The airport was full of happy people going on vacation, adorned with kids and bags (I did not know at that time I would be stuck in the airports for the next three years). Three planes were about to depart to Italy approximately at the same time; the queue for each was enormous. I was the last one to enter mine (maybe unconsciously I tried to postpone the moment); right after me the boarding was finished. At the moment I was fastening my belt the pilot welcomed us on board of a plane heading to Rome. Nobody reacted, I started panicking, I asked my neighbor where were we going, she told that she believed to Milan. The pilot kept on talking about Rome; I caught a flight assistant and almost screamed where were you taking me? He very calmly answered: “To Milan”. “Why pilot mentioned Rome?” “Never mind, he just flies too much”. All over the flight the pilot kept on repeating we are heading to Rome, each time I heard it I jumped on my seat. Funny to remember that the greatest fear at this very moment was not a fear to leave home, but the fear to end up in a “wrong” city. So here, in this plane, my journey begins (quite hilariously, of course) and I remember it in small details. I remember the suit of the woman, who sat next to me, the face of flight assistant and rather horrible pancakes for my meal.

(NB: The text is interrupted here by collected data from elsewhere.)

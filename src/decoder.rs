//! Decoding of Ruuvi manufacturer payloads into sensor values.
//!
//! The selector hands over the manufacturer identifier and the bytes that
//! follow it; anything below that (bit layouts of the individual data formats)
//! is left to the `ruuvi-decoders` crate.

use crate::measurement::SensorValues;
use ruuvi_decoders::{v5, v6};
use thiserror::Error;

/// Ruuvi Innovations manufacturer ID.
pub const RUUVI_MANUFACTURER_ID: u16 = 0x0499;

/// Error types for decoding RuuviTag data.
#[derive(Error, Debug, Clone, PartialEq)]
pub enum DecodeError {
    /// Unsupported RuuviTag data format (e.g., V2, V3, V4 when only V5 and V6 are supported)
    #[error("Unsupported format: {0}")]
    UnsupportedFormat(String),
    /// Invalid or corrupted data that cannot be decoded
    #[error("Invalid data: {0}")]
    InvalidData(String),
    /// Decoder library returned an error
    #[error("Decoder error: {0}")]
    DecoderError(String),
}

/// Turns a manufacturer payload into sensor values.
pub trait PayloadDecoder: Send + Sync {
    /// # Arguments
    /// * `manufacturer_id` - Company identifier read from the advertisement
    /// * `payload` - The manufacturer-specific bytes following the identifier
    fn decode(&self, manufacturer_id: u16, payload: &[u8]) -> Result<SensorValues, DecodeError>;
}

/// Decoder for RuuviTag data formats 5 and 6.
#[derive(Debug, Default, Clone, Copy)]
pub struct RuuviDecoder;

impl PayloadDecoder for RuuviDecoder {
    fn decode(&self, manufacturer_id: u16, payload: &[u8]) -> Result<SensorValues, DecodeError> {
        if manufacturer_id != RUUVI_MANUFACTURER_ID {
            return Err(DecodeError::UnsupportedFormat(format!(
                "manufacturer {manufacturer_id:#06x}"
            )));
        }
        decode_ruuvi_data(payload)
    }
}

/// Decode Ruuvi manufacturer data (without the company ID prefix).
///
/// # Unit Conversions
/// - Battery voltage: millivolts → Volts (divide by 1000)
/// - Acceleration: milli-g → g (divide by 1000)
/// - Pressure (V6): hPa → Pa
pub fn decode_ruuvi_data(data: &[u8]) -> Result<SensorValues, DecodeError> {
    if data.is_empty() {
        return Err(DecodeError::InvalidData("Empty data".into()));
    }

    match data[0] {
        5 => decode_v5(data),
        6 => decode_v6(data),
        _ => Err(DecodeError::UnsupportedFormat(format!(
            "RuuviTag data format {} (only V5 and V6 supported)",
            data[0]
        ))),
    }
}

fn decode_v5(data: &[u8]) -> Result<SensorValues, DecodeError> {
    let tag = v5::decode(data).map_err(|e| {
        DecodeError::DecoderError(format!("Failed to decode RuuviTag data: {e:?}"))
    })?;

    let g = |milli_g: Option<i16>| milli_g.map(|v| f64::from(v) / 1000.0);

    Ok(SensorValues {
        data_format: 5,
        temperature: tag.temperature,
        humidity: tag.humidity,
        pressure: tag.pressure,
        battery: tag.battery_voltage.map(|v| f64::from(v) / 1000.0),
        tx_power: tag.tx_power,
        movement_counter: tag.movement_counter.map(u32::from),
        measurement_sequence: tag.measurement_sequence.map(u32::from),
        acceleration_x: g(tag.acceleration_x),
        acceleration_y: g(tag.acceleration_y),
        acceleration_z: g(tag.acceleration_z),
        ..SensorValues::default()
    })
}

fn decode_v6(data: &[u8]) -> Result<SensorValues, DecodeError> {
    let tag = v6::decode(data).map_err(|e| {
        DecodeError::DecoderError(format!("Failed to decode RuuviTag data: {e:?}"))
    })?;

    Ok(SensorValues {
        data_format: 6,
        temperature: tag.temperature,
        humidity: tag.humidity,
        pressure: tag.pressure.map(|hpa| hpa * 100.0),
        measurement_sequence: tag.measurement_sequence.map(u32::from),
        pm2_5: tag.pm2_5,
        co2: tag.co2.map(f64::from),
        voc_index: tag.voc_index.map(f64::from),
        nox_index: tag.nox_index.map(f64::from),
        luminosity: tag.luminosity,
        ..SensorValues::default()
    })
}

That’s how pancakes, a traditional Russian dish, became for me a symbol of immigration. And as I was moving to Italy, I will add to the recipe I am about to share an Italian twist.
Russian Pancakes with Parmesan
- 2 cups flour
- 1 tsp sugar
- 150 gr hard cheese
- 2 egg
- 50 ml olive oil
- 250 ml water
- 1 pinch baking soda
- 1 pinch salt
- 0.5 tsp baking powder
- 1 string dill
- 10 min
- 20 min
- Ready in:
- 30 min
- Whisk the eggs with salt and sugar
- Pour milk and water into the eggs. While whisking, gradually add flour, baking powder and baking soda
- Grate cheese and finely cut dill. Add to the dough, mix well
- Add oil and mix well. The dough shouldn't be very dense, adjust the density with water if necessary.
- Pour a splash of the dough on the frying pan, rotate the pan fast to spread the dough evenly. After three minutes flip the pancake, and fry for another three minute on another side
Tip: a traditional Russian pancake is quite big. However, do not use the largest frying pan you have, otherwise it will be impossible to flip a thin pancake without tearing it apart.